Journey to Iran: an ode to Persian hospitality
For Steve Madgwick, it’s not memories of the ancient mosques or spectacular landscapes, but of the open-hearted welcome he received throughout his travels in Iran that will stay with him the longest.
Did I pack my own bags? No, but I should have. On the sleepless eve before boarding flights bound for one of the world’s most notorious destinations, the Islamic Republic of Iran, I unconsciously stuff my backpack with other people’s unreasoned suspicions and prejudices.
On cue, in my first few minutes on the ground, a startling thing happens to that baggage. It disappears, figuratively speaking. Aboard the Tehran Metro, I lock eyes with a stranger. “Where are you staying?” he asks, his English far less broken than my parroted phrasebook Farsi. I identify my modest guesthouse, to which he too quickly responds: “Oh, that’s very far. I’ll help you find it.”
The hospitality of strangers in Iran
Middle-Aged Metro Guy helps me navigate two line changes and, after resurfacing from the capital’s underworld, downtown Tehran’s grid of sooty streets. As my guesthouse materialises from an industrious avenue of kerb-side mechanics, he hands me a package of dates, his unprompted ‘Welcome to Persia’ gift.
I am genuinely grateful yet still expect a ‘negotiation’ to ensue.

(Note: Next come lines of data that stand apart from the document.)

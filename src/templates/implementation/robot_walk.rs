//! Final cell of a robot that repeatedly cycles through four directions,
//! moving straight until blocked by a wall, an obstacle or its own trail.

use crate::templates::prelude::*;

pub struct RobotWalk;

static INFO: TemplateInfo = TemplateInfo {
    id: "13901",
    title: "Robot",
    category: Category::Implementation,
    input: &[
        Field::int("r"),
        Field::int("c"),
        Field::int("k"),
        Field::int("obstacle").repeat("2 * k"),
        Field::int("start").repeat("2"),
        Field::int("direction").repeat("4"),
    ],
    output: &[Field::int("row"), Field::int("col")],
    constraints: &[
        "1 <= r, c <= 1000",
        "0 <= k <= r * c",
        "0 <= obstacle and start rows < r, columns < c",
        "direction is a permutation of 1 up, 2 down, 3 left, 4 right",
    ],
    samples: &[
        Sample {
            input: "3 7\n1\n1 1\n0 0\n1 2 3 4\n",
            output: "0 1\n",
        },
        Sample {
            input: "3 3\n0\n1 1\n4 2 3 1\n",
            output: "0 2\n",
        },
    ],
};

#[derive(Debug, Clone)]
pub struct Input {
    pub blocked: Grid<bool>,
    pub start: (usize, usize),
    /// Indices into the four unit moves.
    pub order: [usize; 4],
}

fn cell(sc: &mut Scanner<'_>, field: &'static str, rows: usize, cols: usize) -> Result<(usize, usize), InputError> {
    Ok((sc.next_in(field, 0..=rows - 1)?, sc.next_in(field, 0..=cols - 1)?))
}

impl Template for RobotWalk {
    type Input = Input;
    type Output = (usize, usize);

    fn info(&self) -> &'static TemplateInfo {
        &INFO
    }

    fn parse(&self, sc: &mut Scanner<'_>) -> Result<Input, InputError> {
        let r = sc.next_in("r", 1..=1000usize)?;
        let c = sc.next_in("c", 1..=1000usize)?;
        let k = sc.next_in("k", 0..=r * c)?;
        let mut blocked = Grid::new(r, c, false);
        for _ in 0..k {
            let p = cell(sc, "obstacle", r, c)?;
            blocked[p] = true;
        }
        let start = cell(sc, "start", r, c)?;
        let mut order = [0; 4];
        for slot in &mut order {
            *slot = sc.next_in("direction", 1..=4usize)? - 1;
        }
        let mut sorted = order;
        sorted.sort_unstable();
        if sorted != [0, 1, 2, 3] {
            return Err(InputError::constraint("direction", "expected each direction once"));
        }
        Ok(Input { blocked, start, order })
    }

    fn solve(&self, input: &Input) -> (usize, usize) {
        // up, down, left, right
        const MOVES: [(isize, isize); 4] = [(-1, 0), (1, 0), (0, -1), (0, 1)];
        let mut visited = input.blocked.clone();
        let mut at = input.start;
        visited[at] = true;
        loop {
            let mut moved = false;
            for &d in &input.order {
                let (dr, dc) = MOVES[d];
                loop {
                    let (nr, nc) = (at.0 as isize + dr, at.1 as isize + dc);
                    match visited.get_signed(nr, nc) {
                        Some(&false) => {
                            at = (nr as usize, nc as usize);
                            visited[at] = true;
                            moved = true;
                        }
                        _ => break,
                    }
                }
            }
            if !moved {
                return at;
            }
        }
    }

    fn render(&self, &(r, c): &(usize, usize), out: &mut String) {
        push_line(out, [r, c]);
    }
}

But as I paw at my pockets for a few-thousand rials, his face falls in disappointment – like a parent seeing their teen’s first tattoo – soon re-sweetening into a sincere smile. “But you are my guest,” he says, before swivelling on his heel, like a whirling dervish, back into Tehran’s human current. It is a refrain I hear often over the next 30 days. The pure, no-strings Persian hospitality hovers in doorways and dines next to me at neighbourhood kabob houses.
A uni student I breakfast next to draws me into a day-long odyssey through Yazd’s ancient laneways. He chaperones me around a Zoroastrian fire temple and insists I try the desert city’s fairy-floss-esque dessert, pashmak. Later, he sharply repels my four determined attempts to pay for our dinner. Despite my protestations, my Alamut Valley home-stay family sleeps in Grandma’s house each evening (next door), so I have their humble house to myself. Their well of generosity, dished up in nightly lashings of homegrown fare and warm company, far surpasses the peanuts I pay them to be guided around the Valley of Assassins’ snowy trekking trails.

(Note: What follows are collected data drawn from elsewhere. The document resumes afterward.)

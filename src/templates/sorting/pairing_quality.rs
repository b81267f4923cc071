//! Pair up goods so that each pair is valued at twice its cheaper item's
//! price, and maximise the total. A lone item is valued at its own price.
//!
//! Pairing the i-th cheapest with the i-th most expensive lets every item of
//! the upper half count twice; with an odd count the median stands alone.

use crate::templates::prelude::*;

pub struct PairingQuality;

static INFO: TemplateInfo = TemplateInfo {
    id: "20117",
    title: "Hobanu merchant's strange quality formula",
    category: Category::Sorting,
    input: &[Field::int("n"), Field::int("quality").repeat("n")],
    output: &[Field::int("total")],
    constraints: &["1 <= n <= 100000", "1 <= quality <= 1000"],
    samples: &[
        Sample {
            input: "3\n1 2 3\n",
            output: "8\n",
        },
        Sample {
            input: "4\n4 1 5 9\n",
            output: "28\n",
        },
    ],
};

impl Template for PairingQuality {
    type Input = Vec<u64>;
    type Output = u64;

    fn info(&self) -> &'static TemplateInfo {
        &INFO
    }

    fn parse(&self, sc: &mut Scanner<'_>) -> Result<Vec<u64>, InputError> {
        let n = sc.next_in("n", 1..=100_000usize)?;
        sc.values_in("quality", n, 1..=1000)
    }

    fn solve(&self, quality: &Vec<u64>) -> u64 {
        let mut q = quality.clone();
        q.sort_unstable();
        let half = q.len() / 2;
        let doubled: u64 = q[half..].iter().map(|v| 2 * v).sum();
        if q.len() % 2 == 1 {
            doubled - q[half]
        } else {
            doubled
        }
    }

    fn render(&self, output: &u64, out: &mut String) {
        push_line(out, [output]);
    }
}
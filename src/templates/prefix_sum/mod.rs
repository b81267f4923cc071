//! Cumulative sums for constant-time range queries.

mod divisible_sums;
mod range_sums;
mod rectangle_placement;
mod table_sums;

pub use divisible_sums::DivisibleSums;
pub use range_sums::RangeSums;
pub use rectangle_placement::RectanglePlacement;
pub use table_sums::TableSums;

use crate::grid::Grid;
use crate::traits::DynTemplate;

pub(crate) fn templates() -> Vec<Box<dyn DynTemplate>> {
    vec![
        Box::new(TableSums),
        Box::new(DivisibleSums),
        Box::new(RangeSums),
        Box::new(RectanglePlacement),
    ]
}

/// Inclusive 2D prefix sums: `sums[(r, c)]` covers every cell above and to
/// the left of `(r, c)` in 1-based terms, with a zero border row and column.
#[derive(Debug, Clone)]
pub(crate) struct PrefixSums2D {
    sums: Grid<u64>,
}

impl PrefixSums2D {
    pub(crate) fn new(values: &Grid<u64>) -> Self {
        let mut sums = Grid::new(values.rows() + 1, values.cols() + 1, 0u64);
        for (r, c) in values.positions() {
            sums[(r + 1, c + 1)] = values[(r, c)] + sums[(r, c + 1)] + sums[(r + 1, c)] - sums[(r, c)];
        }
        Self { sums }
    }

    /// Sum over the 0-based inclusive rectangle `top..=bottom × left..=right`.
    pub(crate) fn rect(&self, (top, left): (usize, usize), (bottom, right): (usize, usize)) -> u64 {
        self.sums[(bottom + 1, right + 1)] + self.sums[(top, left)]
            - self.sums[(top, right + 1)]
            - self.sums[(bottom + 1, left)]
    }

    /// Like [`rect`](Self::rect) for a block of `height × width` cells
    /// anchored at `(r, c)`, or `None` if it leaves the table.
    pub(crate) fn block(&self, (r, c): (usize, usize), height: usize, width: usize) -> Option<u64> {
        let bottom = r + height;
        let right = c + width;
        (height > 0 && width > 0 && bottom < self.sums.rows() && right < self.sums.cols())
            .then(|| self.rect((r, c), (bottom - 1, right - 1)))
    }
}

#[cfg(test)]
mod tests {
    use super::*;

    #[test]
    fn rectangles_match_direct_sums() {
        let values = Grid::from_rows(vec![vec![1, 2, 3], vec![4, 5, 6]]).unwrap();
        let ps = PrefixSums2D::new(&values);
        assert_eq!(ps.rect((0, 0), (1, 2)), 21);
        assert_eq!(ps.rect((1, 1), (1, 2)), 11);
        assert_eq!(ps.block((0, 1), 2, 2), Some(16));
        assert_eq!(ps.block((1, 1), 2, 1), None);
    }
}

Cooking and eating in Tehran
Food is always a gateway to cultural connection, but in Iran an offer of tea and dates inevitably spreads out like sunrays in morning mist. A two-hour cooking class in Isfahan, some 400 kilometres south of Tehran, mushrooms into a long-weekend Nowruz – Iranian New Year – celebration with my adopted family, centred around the city’s huge rectangular Naqsh-e Jahan Square.
Navigating cultural faux pas and religious laws
I am not for a minute suggesting that you should utterly drop your guard in this fanatically governed country – a place where women have significantly fewer freedoms than men (and that’s an understatement). Occasionally tourists fall from the tightrope of hard-line religious laws that govern Iranian society – and these stories pop up into your news feed sans context.
Yet travellers in fact are afforded a little leeway, their small cultural faux pas overlooked, if they are seen to at least try to adhere to modern-day Iran’s often controversial cultural norms. This is because the intricate, intimately woven set of rules guiding Persians’ interactions and etiquette, known as ta’arof, evolved long before this country was such a closed book – times when visitors from afar were welcomed even if waves of occupying forces were not.
From its ancient mosques to its diverse landscapes, Iran is visually overwhelming, but it is the open-hearted Iranians, unsullied by the commerce of modern mass-tourism, that will remain with me until memory no longer serves me.